ここでは、今回の『激突メシあがれ 冬の鍋SP』で紹介される鍋の特徴をもとに、鍋という料理がどのようにして“ご当地名物”として広がっていくのか、その条件を整理して紹介します。番組に登場する鍋は、どれもアマチュアによる自作でありながら、地域性や物語性を強く持っている点が共通しています。その背景を知ることで、なぜ今「新しい名物鍋」が生まれようとしているのかが見えてきます。

土地の食材と結びついていること

ご当地鍋として広がるために欠かせないのが、その土地でしか手に入りにくい食材や、その地域を代表する食材が使われていることです。

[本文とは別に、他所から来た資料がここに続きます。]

//! Content-addressed hashing for source text.
//!
//! Regions of code are identified by digest rather than by line coordinates,
//! so unrelated edits elsewhere in a file do not invalidate prior references.
//! The contract is byte-for-byte: UTF-8 input, no normalization.

use sha2::{Digest, Sha256};

/// Canonical prefix for content hashes.
pub const HASH_PREFIX: &str = "sha256:";

/// Computes the canonical content hash of a text: `sha256:<64 lowercase hex>`.
#[must_use]
pub fn hash(text: &str) -> String {
    let mut hasher = Sha256::new();
    hasher.update(text.as_bytes());
    format!("{HASH_PREFIX}{:x}", hasher.finalize())
}

/// Hashes a sequence of lines joined with `\n`.
#[must_use]
pub fn hash_lines<S: AsRef<str>>(lines: &[S]) -> String {
    let joined = lines
        .iter()
        .map(std::convert::AsRef::as_ref)
        .collect::<Vec<_>>()
        .join("\n");
    hash(&joined)
}

/// Checks whether `text` hashes to `expected`.
#[must_use]
pub fn verify(text: &str, expected: &str) -> bool {
    hash(text) == expected
}

/// Returns true if `candidate` is in canonical form (`sha256:` + 64 lowercase hex).
#[must_use]
pub fn is_canonical(candidate: &str) -> bool {
    let Some(hex) = candidate.strip_prefix(HASH_PREFIX) else {
        return false;
    };
    hex.len() == 64 && hex.bytes().all(|b| b.is_ascii_hexdigit() && !b.is_ascii_uppercase())
}

#[cfg(test)]
mod tests {
    use super::*;
    use proptest::prelude::*;

    #[test]
    fn hash_is_deterministic() {
        assert_eq!(hash("hello world"), hash("hello world"));
    }

    #[test]
    fn distinct_inputs_produce_distinct_hashes() {
        assert_ne!(hash("hello"), hash("world"));
        assert_ne!(hash(""), hash(" "));
    }

    #[test]
    fn hash_has_canonical_form() {
        let h = hash("some content");
        assert!(h.starts_with(HASH_PREFIX));
        assert_eq!(h.len(), HASH_PREFIX.len() + 64);
        assert!(is_canonical(&h));
    }

    #[test]
    fn hash_lines_joins_with_newline() {
        assert_eq!(hash_lines(&["a", "b", "c"]), hash("a\nb\nc"));
        assert_eq!(hash_lines::<&str>(&[]), hash(""));
    }

    #[test]
    fn verify_round_trip() {
        let h = hash("fn main() {}");
        assert!(verify("fn main() {}", &h));
        assert!(!verify("fn main() { }", &h));
    }

    #[test]
    fn is_canonical_rejects_malformed() {
        assert!(!is_canonical("sha256:abc"));
        assert!(!is_canonical("md5:0000"));
        assert!(!is_canonical(&format!("sha256:{}", "G".repeat(64))));
        assert!(!is_canonical(&format!("sha256:{}", "A".repeat(64))));
    }

    proptest! {
        #[test]
        fn prop_hash_deterministic(s in ".*") {
            prop_assert_eq!(hash(&s), hash(&s));
        }

        #[test]
        fn prop_hash_canonical(s in ".*") {
            prop_assert!(is_canonical(&hash(&s)));
        }

        #[test]
        fn prop_distinct_inputs_distinct_hashes(a in ".+", b in ".+") {
            prop_assume!(a != b);
            prop_assert_ne!(hash(&a), hash(&b));
        }
    }
}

番組では、富山の白えび、大分のツガニといった名前を聞いただけで土地が思い浮かぶ食材が鍋の中心に据えられています。こうした食材は味の個性がはっきりしているだけでなく、「その場所で生まれた料理」という分かりやすさがあります。旅先で食べたい、現地で味わいたいと思わせる力が、名物鍋として広がる土台になります。

料理に物語や背景があること

鍋が記憶に残る存在になるには、味だけでなく、その鍋が生まれた理由や背景が伝わることも重要です。奈良の歴史ロマン鍋のように、土地の歴史や文化を意識した鍋は、料理を通して地域の空気を感じさせます。また、元力士の塩ちゃんこ鍋のように、作り手自身の人生や経験がにじむ鍋は、食べ物以上の価値を持ちます。こうした背景があることで、鍋は単なる一品料理ではなく、語りたくなる存在になります。

家庭でもまねしやすい要素があること

もう一つの条件は、特別すぎず、家庭でも取り入れやすい形が想像できることです。番組ではウスターソースを使ったお手軽鍋も紹介され、誰でも試しやすい工夫が示されます。名物鍋として広がる料理は、最初は地域色が強くても、少し形を変えながら家庭の食卓に入っていくことが多いです。難しすぎない作り方や身近な調味料が使えることは、広がり続けるための大切な要素になります。